Untuk setiap orang, dalam persidangan terdakwa telah mengakui dan membenarkan identitasnya. “Dengan demikian unsur barang siapa dari segi identitas terdakwa tidak perlu kami bahas lagi. Namun, dalam pembuktian tidak hanya cukup pengakuan tentang identitas terdakwa saja, akan tetapi perlu juga dikaji apakah barang siapa yang dimaksud telah melakukan hal-hal yang dapat dihukum dan perbuatan itu dapat dipertanggungjawabkan kepadanya,” tuturnya.
Kemudian unsur dengan tujuan menguntungkan diri sendiri atau orang lain atau suatu korporasi, dihubungkan dengan fakta hukum yang terungkap di persidangan antara lain keterangan saksi-saksi, keterangan ahli, surat, petunjuk, dan keterangan terdakwa tidak menguntungkan diri sendiri, orang lain atau korporasi.
“Inti dari permasalahan ini adalah kelalaian, yaitu lambannya pengerjaan kontraktor pelaksana sehingga PHO tidak tepat waktu, yang mendorong pada temuan lemahnya sistem pengendalian intern yang dilakukan oleh PA, KPA dan PPTK yang menimbulkan kerugian keuangan negara. Dan atas permasalahan tersebut, terdakwa telah menyetorkan kerugian keuangan negara sebagai akibat lalainya pengerjaan tersebut ke kas daerah,” lanjutnya.
Sedangkan unsur menyalahgunakan kewenangan, kesempatan atau sarana yang ada padanya karena jabatan atau kedudukan, dalam hal ini terdakwa tidak bermaksud melaksanakan apapun yang seharusnya tidak boleh dilakukan. Semua yang terjadi adalah di luar dugaan dan keingian terdakwa.
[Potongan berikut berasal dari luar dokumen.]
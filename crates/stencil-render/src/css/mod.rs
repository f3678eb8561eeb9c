//! CSS scoping engine.
//!
//! Component stylesheets are parsed into a small [`Stylesheet`] tree, their
//! selectors are prefixed with a scoping identifier, and the rewritten sheets
//! are serialized back to text. The markup of each component receives the
//! matching identifiers as classes.
//!
//! # Scopes
//!
//! Every stylesheet is classified by the change mask of the template that
//! produced it:
//!
//! | Mask | Scope | Identifier | Emitted |
//! |------|-------|------------|---------|
//! | `THEME` only, `NEVER` | [`CssScope::Global`] | `css-<tag>` | once per session |
//! | anything else | [`CssScope::Unique`] | `css-<tag>-<n>` | once per instance |
//!
//! # Selector Rewriting
//!
//! ```rust
//! use stencil_render::css::parse_stylesheet;
//!
//! let sheet = parse_stylesheet(".foo { color: red; }").unwrap();
//! assert_eq!(sheet.prefixed("css-my-el-0").to_css(), ".css-my-el-0-.foo { color: red; }");
//! ```
//!
//! Rules nested in grouping at-rules (`@media`, `@supports`, ...) are
//! rewritten too; other at-rules such as `@keyframes` or `@font-face` are
//! kept verbatim.

mod parser;
mod scope;

pub use parser::parse_stylesheet;
pub use scope::{global_id, scope_markup, scope_styles, unique_id, CssScope, StyleScoping};

/// At-rules whose blocks contain nested style rules.
pub const GROUPING_AT_RULES: &[&str] = &["media", "supports", "container", "layer", "document"];

/// A parsed stylesheet.
#[derive(Debug, Clone, Default, PartialEq, Eq)]
pub struct Stylesheet {
    rules: Vec<CssRule>,
}

impl Stylesheet {
    /// Creates a stylesheet from rules.
    pub fn new(rules: Vec<CssRule>) -> Self {
        Self { rules }
    }

    /// Returns the top-level rules.
    pub fn rules(&self) -> &[CssRule] {
        &self.rules
    }

    /// Returns true if the stylesheet has no rules.
    pub fn is_empty(&self) -> bool {
        self.rules.is_empty()
    }

    /// Returns a copy with every selector rewritten to `.<id>-<selector>`.
    pub fn prefixed(&self, id: &str) -> Stylesheet {
        Stylesheet {
            rules: self.rules.iter().map(|rule| rule.prefixed(id)).collect(),
        }
    }

    /// Serializes the stylesheet, one top-level rule per line.
    pub fn to_css(&self) -> String {
        self.rules
            .iter()
            .map(CssRule::to_css)
            .collect::<Vec<_>>()
            .join("\n")
    }
}

/// A rule of a stylesheet.
#[derive(Debug, Clone, PartialEq, Eq)]
pub enum CssRule {
    /// `selector, selector { declarations }`
    Style(StyleRule),
    /// A grouping at-rule with nested rules, e.g. `@media`.
    Group(GroupRule),
    /// Any other at-rule, kept as written.
    Verbatim(AtRule),
}

impl CssRule {
    fn prefixed(&self, id: &str) -> CssRule {
        match self {
            CssRule::Style(rule) => CssRule::Style(StyleRule {
                selectors: rule
                    .selectors
                    .iter()
                    .map(|selector| format!(".{}-{}", id, selector))
                    .collect(),
                declarations: rule.declarations.clone(),
            }),
            CssRule::Group(group) => CssRule::Group(GroupRule {
                name: group.name.clone(),
                prelude: group.prelude.clone(),
                rules: group.rules.iter().map(|rule| rule.prefixed(id)).collect(),
            }),
            CssRule::Verbatim(rule) => CssRule::Verbatim(rule.clone()),
        }
    }

    /// Serializes the rule.
    pub fn to_css(&self) -> String {
        match self {
            CssRule::Style(rule) => {
                let selectors = rule.selectors.join(", ");
                if rule.declarations.is_empty() {
                    return format!("{} {{}}", selectors);
                }
                let body = rule
                    .declarations
                    .iter()
                    .map(Declaration::to_css)
                    .collect::<Vec<_>>()
                    .join(" ");
                format!("{} {{ {} }}", selectors, body)
            }
            CssRule::Group(group) => {
                let body = group
                    .rules
                    .iter()
                    .map(CssRule::to_css)
                    .collect::<Vec<_>>()
                    .join(" ");
                format!("{} {{ {} }}", at_rule_head(&group.name, &group.prelude), body)
            }
            CssRule::Verbatim(rule) => {
                let head = at_rule_head(&rule.name, &rule.prelude);
                match &rule.block {
                    Some(block) if block.is_empty() => format!("{} {{}}", head),
                    Some(block) => format!("{} {{ {} }}", head, block),
                    None => format!("{};", head),
                }
            }
        }
    }
}

fn at_rule_head(name: &str, prelude: &str) -> String {
    if prelude.is_empty() {
        format!("@{}", name)
    } else {
        format!("@{} {}", name, prelude)
    }
}

/// A style rule.
#[derive(Debug, Clone, PartialEq, Eq)]
pub struct StyleRule {
    /// Comma-separated selectors, trimmed.
    pub selectors: Vec<String>,
    /// Declarations in source order.
    pub declarations: Vec<Declaration>,
}

/// `name: value`
#[derive(Debug, Clone, PartialEq, Eq)]
pub struct Declaration {
    /// Property name.
    pub name: String,
    /// Raw value text, including any `!important`.
    pub value: String,
}

impl Declaration {
    fn to_css(&self) -> String {
        format!("{}: {};", self.name, self.value)
    }
}

/// A grouping at-rule.
#[derive(Debug, Clone, PartialEq, Eq)]
pub struct GroupRule {
    /// At-rule name without `@`.
    pub name: String,
    /// Prelude text, e.g. `(min-width: 600px)`.
    pub prelude: String,
    /// Nested rules.
    pub rules: Vec<CssRule>,
}

/// A non-grouping at-rule.
#[derive(Debug, Clone, PartialEq, Eq)]
pub struct AtRule {
    /// At-rule name without `@`.
    pub name: String,
    /// Prelude text.
    pub prelude: String,
    /// Raw block contents, if the rule has a block.
    pub block: Option<String>,
}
“Terdakwa hanyalah seorang pegawai negeri biasa di bidang kesehatan yang melaksanakan tugas dan tanggung jawab dalam proyek pengerjaan turap dan dinding lahan RSJ HB Sa’anin Padang, namun selama ini terdakwa melaksanakan sesuai prosedur, sampai akhirnya terbentur dengan lamban atau lalainya pengerjaan dari kontraktor pelaksana,” urainya.
Sementara unsur dapat merugikan keuangan atau perekonomian negara, jauh sebelum perkara ini sampai di pihak kepolisian, terdakwa telah mengembalikan kerugian keuangan daerah sehubungan dengan temuan inspektorat provinsi berkaitan dengan tugas dan kewenangannya sebesar Rp80.004.450.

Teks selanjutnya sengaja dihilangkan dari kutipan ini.